For studies not eligible for meta‐analysis, we will attempt to synthesise data for our outcomes as per the synthesis without meta‐analysis (SWiM) reporting guidelines (Campbell 2019). SWiM analysis will follow the same structure as the meta‐analysis. The SWiM reporting guidelines provide a nine‐item checklist that outlines the standardised metrics used for synthesis, the synthesis method, presentation of data, a summary of findings, and limitations of the synthesis. The synthesis method will involve a summary of effect estimates where variance parameters are missing, combining P values, or vote counting based on direction of effect (McKenzie 2020). For each narrative method, we will use an appropriate reporting technique, such as descriptive statistics (e.g. median), a box‐whisker plot, combined P value, albatross plot, or a harvest or effect direction plots. We will aim to present data from all substantial single trials in addition to the narrative summary.

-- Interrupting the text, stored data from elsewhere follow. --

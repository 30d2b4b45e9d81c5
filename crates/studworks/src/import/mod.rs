//! Offline import pipeline: a cloud-folder listing export goes in, classified
//! catalog rows and SQL insert statements come out.

mod classify;
mod derive;
mod parser;
mod sql;

pub use classify::determine_subject;
pub use derive::{determine_composition, determine_price, DEFAULT_COMPOSITION, DEFAULT_PRICE_POINTS};
pub use parser::{extract_university, extract_work_info, WorkInfo};
pub use sql::{insert_statement, sql_script};

use std::io::Read;
use std::path::Path;

use chrono::NaiveDate;
use serde::{Deserialize, Deserializer, Serialize};

use crate::catalog::domain::{Subject, WorkSubmission};

#[derive(Debug)]
pub enum ImportError {
    Io(std::io::Error),
    Csv(csv::Error),
}

impl std::fmt::Display for ImportError {
    fn fmt(&self, f: &mut std::fmt::Formatter<'_>) -> std::fmt::Result {
        match self {
            ImportError::Io(err) => write!(f, "failed to read listing export: {}", err),
            ImportError::Csv(err) => write!(f, "invalid listing CSV data: {}", err),
        }
    }
}

impl std::error::Error for ImportError {
    fn source(&self) -> Option<&(dyn std::error::Error + 'static)> {
        match self {
            ImportError::Io(err) => Some(err),
            ImportError::Csv(err) => Some(err),
        }
    }
}

impl From<std::io::Error> for ImportError {
    fn from(err: std::io::Error) -> Self {
        Self::Io(err)
    }
}

impl From<csv::Error> for ImportError {
    fn from(err: csv::Error) -> Self {
        Self::Csv(err)
    }
}

/// One folder of the listing after classification, ready for SQL emission or
/// direct publication.
#[derive(Debug, Clone, PartialEq, Serialize)]
pub struct ImportedWork {
    pub title: String,
    pub work_type: String,
    pub subject: Subject,
    pub description: String,
    pub composition: String,
    pub university: Option<String>,
    pub price_points: u32,
    pub storage_link: Option<String>,
}

impl ImportedWork {
    /// Run the whole classifier chain over one raw folder name.
    pub fn from_folder_name(folder_name: &str, storage_link: Option<String>) -> Self {
        let WorkInfo { title, work_type } = extract_work_info(folder_name);
        let subject = determine_subject(&title);
        let price_points = determine_price(&work_type, &title);
        let composition = determine_composition(&work_type, &title).to_string();
        let university = extract_university(&title);
        let description = build_description(&work_type, subject, &title);

        Self {
            title,
            work_type,
            subject,
            description,
            composition,
            university,
            price_points,
            storage_link,
        }
    }

    /// Bridge into the catalog: imported works start unrated and flagged as
    /// new.
    pub fn into_submission(self, published_on: NaiveDate) -> WorkSubmission {
        WorkSubmission {
            title: self.title,
            work_type: self.work_type,
            subject: self.subject,
            description: self.description,
            composition: self.composition,
            university: self.university,
            price_points: self.price_points,
            rating: 0.0,
            purchase_count: 0,
            is_hit: false,
            is_new: true,
            discount_percent: None,
            storage_link: self.storage_link,
            published_on,
        }
    }
}

fn build_description(work_type: &str, subject: Subject, title: &str) -> String {
    format!(
        "{} по теме «{}». Направление: {}.",
        capitalize(work_type),
        title,
        subject.label()
    )
}

fn capitalize(text: &str) -> String {
    let mut chars = text.chars();
    match chars.next() {
        Some(first) => first.to_uppercase().collect::<String>() + chars.as_str(),
        None => String::new(),
    }
}

/// Reads a folder-listing CSV export (`Name`, optional `Public URL`) and
/// classifies every row.
pub struct ListingImporter;

impl ListingImporter {
    pub fn from_path<P: AsRef<Path>>(path: P) -> Result<Vec<ImportedWork>, ImportError> {
        let file = std::fs::File::open(path)?;
        Self::from_reader(file)
    }

    pub fn from_reader<R: Read>(reader: R) -> Result<Vec<ImportedWork>, ImportError> {
        let mut csv_reader = csv::ReaderBuilder::new()
            .trim(csv::Trim::All)
            .from_reader(reader);
        let mut works = Vec::new();

        for record in csv_reader.deserialize::<ListingRow>() {
            let row = record?;
            if row.name.is_empty() {
                continue;
            }
            works.push(ImportedWork::from_folder_name(&row.name, row.public_url));
        }

        Ok(works)
    }
}

#[derive(Debug, Deserialize)]
struct ListingRow {
    #[serde(rename = "Name")]
    name: String,
    #[serde(
        rename = "Public URL",
        default,
        deserialize_with = "empty_string_as_none"
    )]
    public_url: Option<String>,
}

fn empty_string_as_none<'de, D>(deserializer: D) -> Result<Option<String>, D::Error>
where
    D: Deserializer<'de>,
{
    let opt = Option::<String>::deserialize(deserializer)?;
    Ok(opt.filter(|value| !value.trim().is_empty()))
}

#[cfg(test)]
mod tests {
    use super::*;
    use crate::catalog::domain::UNKNOWN_WORK_TYPE;
    use std::io::Cursor;

    #[test]
    fn classifies_the_welding_automation_diploma() {
        let work =
            ImportedWork::from_folder_name("Автоматизация процесса сварки (дипломная работа)", None);

        assert_eq!(work.title, "Автоматизация процесса сварки");
        assert_eq!(work.work_type, "дипломная работа");
        assert_eq!(work.subject, Subject::Automation);
        assert_eq!(work.price_points, 6000);
        assert_eq!(work.composition, "Пояснительная записка, графика");
        assert_eq!(work.university, None);
        assert_eq!(
            work.description,
            "Дипломная работа по теме «Автоматизация процесса сварки». Направление: автоматизация."
        );
    }

    #[test]
    fn unnamed_folders_keep_the_full_name_and_defaults() {
        let work = ImportedWork::from_folder_name("Безымянная папка", None);

        assert_eq!(work.title, "Безымянная папка");
        assert_eq!(work.work_type, UNKNOWN_WORK_TYPE);
        assert_eq!(work.subject, Subject::GeneralEngineering);
        assert_eq!(work.price_points, DEFAULT_PRICE_POINTS);
        assert_eq!(work.composition, DEFAULT_COMPOSITION);
    }

    #[test]
    fn importer_reads_rows_and_keeps_links() {
        let csv = "Name,Public URL\n\
Расчёт балки (курсовая работа),https://disk.example/d/beam\n\
Автоматизация процесса сварки (дипломная работа),\n";

        let works = ListingImporter::from_reader(Cursor::new(csv)).expect("listing parses");
        assert_eq!(works.len(), 2);
        assert_eq!(
            works[0].storage_link.as_deref(),
            Some("https://disk.example/d/beam")
        );
        assert_eq!(works[0].price_points, 2200);
        assert!(works[1].storage_link.is_none());
    }

    #[test]
    fn importer_skips_blank_names() {
        let csv = "Name,Public URL\n,\nРеферат по охране труда (реферат),\n";
        let works = ListingImporter::from_reader(Cursor::new(csv)).expect("listing parses");
        assert_eq!(works.len(), 1);
        assert_eq!(works[0].price_points, 1200);
        assert_eq!(works[0].subject, Subject::Safety);
    }

    #[test]
    fn importer_from_path_propagates_io_errors() {
        let error =
            ListingImporter::from_path("./does-not-exist.csv").expect_err("expected io error");
        match error {
            ImportError::Io(_) => {}
            other => panic!("expected io error, got {other:?}"),
        }
    }

    #[test]
    fn imported_work_bridges_into_a_fresh_submission() {
        let work = ImportedWork::from_folder_name("Расчёт балки (курсовая работа)", None);
        let submission =
            work.into_submission(NaiveDate::from_ymd_opt(2025, 9, 1).expect("valid date"));

        assert_eq!(submission.rating, 0.0);
        assert_eq!(submission.purchase_count, 0);
        assert!(submission.is_new);
        assert_eq!(submission.price_points, 2200);
    }
}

Where possible, we will stratify the results by the risk of bias in order to highlight any change in conclusions due to inclusion of studies considered to be high risk. We will describe all studies in a structured table of results that will include study design, population size, risk of bias, and reported or derived results.

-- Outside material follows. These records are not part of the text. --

use chrono::NaiveDate;
use metrics_exporter_prometheus::PrometheusHandle;
use std::collections::HashMap;
use std::sync::atomic::AtomicBool;
use std::sync::{Arc, Mutex};
use studworks::catalog::{
    BuyerId, CatalogRepository, CatalogWork, LedgerError, PointsLedger, RepositoryError,
    TrustConfig, WorkId,
};

#[derive(Clone)]
pub(crate) struct AppState {
    pub(crate) readiness: Arc<AtomicBool>,
    pub(crate) metrics: Arc<PrometheusHandle>,
    pub(crate) sql_schema: Arc<String>,
}

#[derive(Default, Clone)]
pub(crate) struct InMemoryCatalogRepository {
    works: Arc<Mutex<HashMap<WorkId, CatalogWork>>>,
}

impl CatalogRepository for InMemoryCatalogRepository {
    fn insert(&self, work: CatalogWork) -> Result<CatalogWork, RepositoryError> {
        let mut guard = self.works.lock().expect("catalog mutex poisoned");
        if guard.contains_key(&work.id) {
            return Err(RepositoryError::Conflict);
        }
        guard.insert(work.id.clone(), work.clone());
        Ok(work)
    }

    fn update(&self, work: CatalogWork) -> Result<(), RepositoryError> {
        let mut guard = self.works.lock().expect("catalog mutex poisoned");
        if guard.contains_key(&work.id) {
            guard.insert(work.id.clone(), work);
            Ok(())
        } else {
            Err(RepositoryError::NotFound)
        }
    }

    fn fetch(&self, id: &WorkId) -> Result<Option<CatalogWork>, RepositoryError> {
        let guard = self.works.lock().expect("catalog mutex poisoned");
        Ok(guard.get(id).cloned())
    }

    fn list(&self) -> Result<Vec<CatalogWork>, RepositoryError> {
        let guard = self.works.lock().expect("catalog mutex poisoned");
        Ok(guard.values().cloned().collect())
    }
}

#[derive(Default, Clone)]
pub(crate) struct InMemoryPointsLedger {
    balances: Arc<Mutex<HashMap<BuyerId, u32>>>,
}

impl PointsLedger for InMemoryPointsLedger {
    fn balance(&self, buyer: &BuyerId) -> Result<u32, LedgerError> {
        let guard = self.balances.lock().expect("ledger mutex poisoned");
        Ok(guard.get(buyer).copied().unwrap_or(0))
    }

    fn credit(&self, buyer: &BuyerId, amount: u32) -> Result<u32, LedgerError> {
        let mut guard = self.balances.lock().expect("ledger mutex poisoned");
        let balance = guard.entry(buyer.clone()).or_insert(0);
        *balance += amount;
        Ok(*balance)
    }

    fn debit(&self, buyer: &BuyerId, amount: u32) -> Result<u32, LedgerError> {
        let mut guard = self.balances.lock().expect("ledger mutex poisoned");
        let balance = guard.entry(buyer.clone()).or_insert(0);
        if *balance < amount {
            return Err(LedgerError::InsufficientPoints {
                required: amount,
                available: *balance,
            });
        }
        *balance -= amount;
        Ok(*balance)
    }
}

pub(crate) fn default_trust_config() -> TrustConfig {
    TrustConfig::default()
}

pub(crate) fn parse_date(raw: &str) -> Result<NaiveDate, String> {
    NaiveDate::parse_from_str(raw.trim(), "%Y-%m-%d")
        .map_err(|err| format!("failed to parse '{raw}' as YYYY-MM-DD ({err})"))
}
use serde::{Deserialize, Serialize};

/// Weight table for the composite trust score.
///
/// The defaults are the production constants; they are configuration so the
/// rubric can be tuned without touching the scoring rules.
#[derive(Debug, Clone, PartialEq, Serialize, Deserialize)]
pub struct TrustConfig {
    /// Multiplier applied to the 0-5 buyer rating.
    pub rating_weight: f64,
    /// Flat bonus for works flagged as marketplace hits.
    pub hit_bonus: f64,
    /// Flat bonus for freshly published works.
    pub novelty_bonus: f64,
    /// Per-purchase bonus below the first tier threshold.
    pub per_purchase_bonus: f64,
    /// Hand-tuned purchase-count tiers, highest threshold first.
    pub purchase_tiers: Vec<PurchaseTier>,
    /// Ceiling the composite score is clamped to.
    pub max_score: f64,
}

/// A single purchase-count tier: `min_purchases` or more earns `bonus`.
#[derive(Debug, Clone, Copy, PartialEq, Serialize, Deserialize)]
pub struct PurchaseTier {
    pub min_purchases: u32,
    pub bonus: f64,
}

impl Default for TrustConfig {
    fn default() -> Self {
        Self {
            rating_weight: 1.5,
            hit_bonus: 1.5,
            novelty_bonus: 0.5,
            per_purchase_bonus: 0.15,
            purchase_tiers: vec![
                PurchaseTier {
                    min_purchases: 100,
                    bonus: 3.0,
                },
                PurchaseTier {
                    min_purchases: 50,
                    bonus: 2.5,
                },
                PurchaseTier {
                    min_purchases: 20,
                    bonus: 2.0,
                },
                PurchaseTier {
                    min_purchases: 10,
                    bonus: 1.5,
                },
            ],
            max_score: 10.0,
        }
    }
}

Subgroup analysis and investigation of heterogeneity

Where sufficient data are available, within all outcomes as outlined, we will explore heterogeneity by carrying out subgroup analyses on participant‐related characteristics (age, gender, ethnicity, residential status, and socioeconomic status). We will use the test for subgroup differences available in Review Manager to determine whether there is evidence for a difference in treatment effect between subgroups.

Sensitivity analysis

Where possible, we will perform sensitivity analyses to explore the impact of study design, missing data, the inclusion of unpublished data, the inclusion of studies at high risk of bias, the choice of statistical model for pooling (fixed‐effect versus random‐effects), and the effect of different intraclass correlations (ICCs) for cluster RCTs. Where possible, we will perform sensitivity analysis to explore the impact of fear of falling on falls outcomes. If quantitative sensitivity analysis is deemed inappropriate, we will narratively report observed patterns in the data.

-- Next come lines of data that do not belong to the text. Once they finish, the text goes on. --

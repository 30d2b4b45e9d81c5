//! Live marketplace domain: works, trust scoring, points pricing, and the
//! service/router pair the HTTP API is built from.

pub mod domain;
pub mod points;
pub mod repository;
pub mod router;
pub mod service;
pub mod trust;

#[cfg(test)]
mod tests;

pub use domain::{BuyerId, CatalogWork, DomainError, Subject, WorkId, WorkSubmission};
pub use points::{discount_percent_for, package_by_id, PointsPackage, POINTS_PACKAGES};
pub use repository::{
    CatalogRepository, LedgerError, PointsLedger, PurchaseReceipt, RepositoryError, TopUpReceipt,
};
pub use router::catalog_router;
pub use service::{CatalogWorkView, MarketplaceError, MarketplaceService};
pub use trust::{
    compute_trust_score, PurchaseTier, ScoreComponent, TrustBadge, TrustConfig, TrustEngine,
    TrustFactor, TrustInput, TrustLevel, TrustScore,
};
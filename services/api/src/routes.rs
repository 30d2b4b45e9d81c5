use crate::infra::AppState;
use axum::http::{header, StatusCode};
use axum::response::IntoResponse;
use axum::Extension;
use axum::Json;
use serde::{Deserialize, Serialize};
use serde_json::json;
use std::io::Cursor;
use std::sync::Arc;
use studworks::catalog::{
    catalog_router, CatalogRepository, MarketplaceService, PointsLedger,
};
use studworks::error::AppError;
use studworks::import::{sql_script, ImportedWork, ListingImporter};

#[derive(Debug, Deserialize)]
pub(crate) struct ImportPreviewRequest {
    pub(crate) listing_csv: String,
    #[serde(default)]
    pub(crate) include_sql: bool,
}

#[derive(Debug, Serialize)]
pub(crate) struct ImportPreviewResponse {
    pub(crate) count: usize,
    pub(crate) schema: String,
    pub(crate) works: Vec<ImportedWork>,
    #[serde(skip_serializing_if = "Option::is_none")]
    pub(crate) sql: Option<String>,
}

pub(crate) fn with_catalog_routes<R, L>(service: Arc<MarketplaceService<R, L>>) -> axum::Router
where
    R: CatalogRepository + 'static,
    L: PointsLedger + 'static,
{
    catalog_router(service)
        .route("/health", axum::routing::get(healthcheck))
        .route("/ready", axum::routing::get(readiness_endpoint))
        .route("/metrics", axum::routing::get(metrics_endpoint))
        .route(
            "/api/v1/import/preview",
            axum::routing::post(import_preview_endpoint),
        )
}

pub(crate) async fn healthcheck() -> Json<serde_json::Value> {
    Json(json!({ "status": "ok" }))
}

pub(crate) async fn readiness_endpoint(Extension(state): Extension<AppState>) -> impl IntoResponse {
    let ready = state.readiness.load(std::sync::atomic::Ordering::Relaxed);
    let status = if ready {
        StatusCode::OK
    } else {
        StatusCode::SERVICE_UNAVAILABLE
    };

    let payload = if ready {
        json!({ "status": "ready" })
    } else {
        json!({ "status": "initializing" })
    };

    (status, Json(payload))
}

pub(crate) async fn metrics_endpoint(Extension(state): Extension<AppState>) -> impl IntoResponse {
    (
        StatusCode::OK,
        [(header::CONTENT_TYPE, "text/plain; version=0.0.4")],
        state.metrics.render(),
    )
}

/// Dry-run of the listing import: classify the posted CSV and, on request,
/// render the SQL script the offline importer would emit.
pub(crate) async fn import_preview_endpoint(
    Extension(state): Extension<AppState>,
    Json(payload): Json<ImportPreviewRequest>,
) -> Result<Json<ImportPreviewResponse>, AppError> {
    let ImportPreviewRequest {
        listing_csv,
        include_sql,
    } = payload;

    let reader = Cursor::new(listing_csv.into_bytes());
    let works: Vec<ImportedWork> = ListingImporter::from_reader(reader)?;

    let sql = if include_sql {
        Some(sql_script(&state.sql_schema, &works))
    } else {
        None
    };

    Ok(Json(ImportPreviewResponse {
        count: works.len(),
        schema: state.sql_schema.as_ref().clone(),
        works,
        sql,
    }))
}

Assessing the quality of the evidence and 'Summary of findings' tables

We will use the GRADE approach to assess the quality of evidence as it relates to the primary and secondary outcomes listed in the 'Types of outcome measures' section (Schünemann 2020). The quality rating ‘high’ is reserved for a body of evidence based on randomised controlled trials. We may downgrade the quality rating to ’moderate’, ’low’, or ’very low’ depending on the presence and extent of five factors: study limitations, inconsistency of effect, imprecision, indirectness and publication bias. All non‐randomised studies start at low certainty evidence. There are rare circumstances in which authors can upgrade evidence from non‐randomised studies to moderate, or even high certainty. These include: a large estimated effect (e.g. RR > 2 or RR < 0.5) in the absence of plausible confounders, or a very large effect (e.g. RR > 5 or RR < 0.2) in studies with no major threats to validity; the presence of a dose‐response gradient; or the presence of plausible biases that may lead to an underestimation of an apparent effect. Where evidence is sufficient, we will prepare summary of findings tables for the following outcomes: rate of falls, number of fallers, number of people who experienced one or more fall‐related injuries, number of people who experienced one or more fall‐related fractures, number of people who experienced one or more falls that resulted in hospital admission, number of people who experienced one or more falls that required medical attention, and number of people who experienced one or more adverse events.